Merchant Information Exchange With a Handheld Device
Original Publication Date: 2002-Jul-28
Included in the Prior Art Database: 2003-Jun-21
Often, when shopping in a store, there are items that seem to be impossible to locate. Sometimes you just know they must be there but you cannot seem to find them. Usually when people have this problem, they either seek out a store employee (who often does not know) or just give up and stop looking. Sometimes they may try again at another store with a more familiar layout. There are various ways for the merchant to help shoppers find items, each having a significant drawback. One option is to have paper handouts for shoppers to take with a generic list of items and their respective locations (e.g. bread aisle 10). Arranging to have paper handouts for each shopper is highly inconvenient, and therefore it is rarely used by stores.
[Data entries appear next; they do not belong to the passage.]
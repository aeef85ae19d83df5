pub mod builder;
pub mod config;
pub mod error;
pub mod index;
pub mod input;
pub mod query;
pub mod search;
pub mod tokenizer;

pub use builder::SearchServerBuilder;
pub use config::{SearchConfig, ZeroRelevancePolicy, MAX_RESULT_DOCUMENT_COUNT};
pub use error::InputError;
pub use index::{format_relevance, DocId, Document, InvertedIndex};
pub use input::{read_search_input, SearchInput};
pub use query::Query;
pub use search::SearchServer;
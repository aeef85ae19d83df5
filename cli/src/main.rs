use anyhow::Result;
use clap::Parser;
use search_cli::{execute, Cli};
use tracing_subscriber::{fmt, EnvFilter};

fn main() -> Result<()> {
    // Results go to stdout, logs to stderr.
    fmt().with_env_filter(EnvFilter::from_default_env()).with_writer(std::io::stderr).init();
    let cli = Cli::parse();
    execute(&cli)
}
use serde::{Deserialize, Serialize};

/// Default cap on the number of ranked documents returned for a query.
pub const MAX_RESULT_DOCUMENT_COUNT: usize = 5;

/// What to do with documents whose accumulated relevance is exactly zero.
#[derive(Debug, Clone, Copy, Default, PartialEq, Eq, Serialize, Deserialize)]
#[serde(rename_all = "snake_case")]
pub enum ZeroRelevancePolicy {
    /// Every ingested document is scored once the query has a plus-term, so documents
    /// matching none of them still rank (last) with relevance 0.
    #[default]
    Include,
    /// Only documents with a positive score are returned.
    Exclude,
}

#[derive(Debug, Clone, Serialize, Deserialize)]
pub struct SearchConfig {
    pub max_results: usize,
    #[serde(default)]
    pub zero_relevance: ZeroRelevancePolicy,
}

impl Default for SearchConfig {
    fn default() -> Self {
        Self { max_results: MAX_RESULT_DOCUMENT_COUNT, zero_relevance: ZeroRelevancePolicy::default() }
    }
}
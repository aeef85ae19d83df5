use serde::{Deserialize, Serialize};
use std::collections::{BTreeMap, BTreeSet, HashMap};
use std::fmt;

pub type DocId = u32;

/// Significant digits used when rendering a relevance score as text.
pub const RELEVANCE_PRECISION: usize = 6;

/// A ranked search hit.
#[derive(Debug, Clone, Copy, PartialEq, Serialize, Deserialize)]
pub struct Document {
    #[serde(rename = "document_id")]
    pub id: DocId,
    pub relevance: f64,
}

impl fmt::Display for Document {
    fn fmt(&self, f: &mut fmt::Formatter<'_>) -> fmt::Result {
        write!(
            f,
            "{{ document_id = {}, relevance = {} }}",
            self.id,
            format_relevance(self.relevance)
        )
    }
}

/// Render a score with [`RELEVANCE_PRECISION`] significant digits, `%g` style:
/// fixed notation for moderate exponents, scientific otherwise, trailing zeros dropped.
pub fn format_relevance(value: f64) -> String {
    if value == 0.0 {
        return "0".to_string();
    }
    if !value.is_finite() {
        return value.to_string();
    }
    let digits = RELEVANCE_PRECISION - 1;
    let scientific = format!("{:.*e}", digits, value);
    let (mantissa, exponent) = match scientific.split_once('e') {
        Some(parts) => parts,
        None => return scientific,
    };
    let exponent: i32 = exponent.parse().unwrap_or_default();
    if exponent < -4 || exponent >= RELEVANCE_PRECISION as i32 {
        let sign = if exponent < 0 { '-' } else { '+' };
        format!("{}e{}{:02}", trim_fraction(mantissa), sign, exponent.abs())
    } else {
        let decimals = (digits as i32 - exponent) as usize;
        trim_fraction(&format!("{:.*}", decimals, value)).to_string()
    }
}

fn trim_fraction(number: &str) -> &str {
    if number.contains('.') {
        number.trim_end_matches('0').trim_end_matches('.')
    } else {
        number
    }
}

/// Word → documents map plus the per-document word lists it was built from.
///
/// Both sides are only ever extended together through [`InvertedIndex::insert`].
#[derive(Debug, Default, Clone)]
pub struct InvertedIndex {
    word_to_documents: HashMap<String, BTreeSet<DocId>>,
    document_words: BTreeMap<DocId, Vec<String>>,
}

impl InvertedIndex {
    pub fn new() -> Self { Self::default() }

    /// Register `doc_id` and append `words` to it. The id is recorded even when `words` is empty.
    pub fn insert<I>(&mut self, doc_id: DocId, words: I)
    where
        I: IntoIterator<Item = String>,
    {
        let doc_words = self.document_words.entry(doc_id).or_default();
        for word in words {
            self.word_to_documents.entry(word.clone()).or_default().insert(doc_id);
            doc_words.push(word);
        }
    }

    /// Number of distinct ingested document ids.
    pub fn num_docs(&self) -> usize { self.document_words.len() }

    /// Number of distinct indexed words.
    pub fn num_terms(&self) -> usize { self.word_to_documents.len() }

    pub fn documents_containing(&self, word: &str) -> Option<&BTreeSet<DocId>> {
        self.word_to_documents.get(word)
    }

    pub fn document_words(&self, doc_id: DocId) -> Option<&[String]> {
        self.document_words.get(&doc_id).map(Vec::as_slice)
    }

    /// Documents in ascending id order with their word lists.
    pub fn documents(&self) -> impl Iterator<Item = (DocId, &[String])> + '_ {
        self.document_words.iter().map(|(id, words)| (*id, words.as_slice()))
    }
}
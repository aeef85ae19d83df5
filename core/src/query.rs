/// Marks a query word whose documents must be dropped from the results.
pub const MINUS_MARKER: char = '-';

/// A parsed query: plus-terms raise relevance, minus-terms exclude documents.
#[derive(Debug, Clone, Default, PartialEq, Eq)]
pub struct Query {
    pub plus_words: Vec<String>,
    pub minus_words: Vec<String>,
}

impl Query {
    /// Sort a word into the plus or minus partition. A bare `-` becomes an empty minus-term.
    pub(crate) fn push_word(&mut self, word: String) {
        match word.strip_prefix(MINUS_MARKER) {
            Some(rest) => self.minus_words.push(rest.to_owned()),
            None => self.plus_words.push(word),
        }
    }

    pub fn is_empty(&self) -> bool {
        self.plus_words.is_empty() && self.minus_words.is_empty()
    }
}
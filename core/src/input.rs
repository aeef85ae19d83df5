//! Line-oriented input: stop words, document count, one document per line, then the query.

use crate::builder::SearchServerBuilder;
use crate::config::SearchConfig;
use crate::error::InputError;
use crate::index::DocId;
use crate::search::SearchServer;
use std::io::BufRead;

/// A built server together with the query that followed the corpus.
#[derive(Debug)]
pub struct SearchInput {
    pub server: SearchServer,
    pub query: String,
}

struct LineReader<R> {
    reader: R,
    line: usize,
}

impl<R: BufRead> LineReader<R> {
    fn new(reader: R) -> Self { Self { reader, line: 0 } }

    /// Next line without its terminator (`\n` or `\r\n`).
    fn next_line(&mut self, expected: &'static str) -> Result<String, InputError> {
        self.line += 1;
        let mut buf = String::new();
        if self.reader.read_line(&mut buf)? == 0 {
            return Err(InputError::EndOfInput { line: self.line, expected });
        }
        if buf.ends_with('\n') {
            buf.pop();
            if buf.ends_with('\r') {
                buf.pop();
            }
        }
        Ok(buf)
    }
}

/// Read the corpus and query from `reader`, assigning document ids 0..N in line order.
pub fn read_search_input<R: BufRead>(reader: R, config: SearchConfig) -> Result<SearchInput, InputError> {
    let mut lines = LineReader::new(reader);
    let mut builder = SearchServerBuilder::new().with_config(config);

    builder.set_stop_words(&lines.next_line("stop words")?);

    let count_line = lines.next_line("document count")?;
    let document_count: DocId = count_line.trim().parse().map_err(|source| InputError::InvalidDocumentCount {
        line: lines.line,
        value: count_line.clone(),
        source,
    })?;

    for doc_id in 0..document_count {
        let text = lines.next_line("document text")?;
        builder.add_document(doc_id, &text);
    }

    let query = lines.next_line("query")?;
    Ok(SearchInput { server: builder.build(), query })
}

#[cfg(test)]
mod tests {
    use super::*;
    use std::io::Cursor;

    #[test]
    fn strips_line_terminators() {
        let input = "a\r\n1\r\ncat a\r\ncat\r\n";
        let parsed = read_search_input(Cursor::new(input), SearchConfig::default()).unwrap();
        assert_eq!(parsed.query, "cat");
        assert_eq!(parsed.server.document_words(0).unwrap(), ["cat"]);
    }

    #[test]
    fn query_without_trailing_newline() {
        let parsed = read_search_input(Cursor::new("\n0\nfind me"), SearchConfig::default()).unwrap();
        assert_eq!(parsed.server.document_count(), 0);
        assert_eq!(parsed.query, "find me");
    }

    #[test]
    fn count_line_tolerates_surrounding_whitespace() {
        let parsed = read_search_input(Cursor::new("\n 2 \nx\ny\nq\n"), SearchConfig::default()).unwrap();
        assert_eq!(parsed.server.document_count(), 2);
    }
}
Also, when any item location changes, all the paper handouts are no longer valid. Furthermore, only so much information can fit on a paper handout and still be manageable. If a merchant wants to include more details about item locations (e.g., Anchovy Paste Aisle 12 middle right side), then the handout becomes too large and difficult to manage for an average shopper. If the merchant leaves off some details and only includes generic categories of items, then the usefulness of the list is dramatically reduced. An alternative approach that has received lukewarm reviews is to have a Kiosk located somewhere in the store. Because it is interactive (i.e. the shopper can use search features), finding item information is significantly enhanced. One of the biggest limitations with Kiosks is that they are not with you when you finally decide you cannot find that item for which you are looking. In fact, even if the store did have a Kiosk, unless the shopper is already familiar with the Kiosk location, they would first have to find the Kiosk before they could begin to find their item. The Kiosk might even be located at the other end of the store from your location, so that to use it, you might have to walk to the other end of the store. In addition, since only one person can be using a Kiosk at a time (and multiple Kiosk stations are expensive), you might have to stand in line to use it.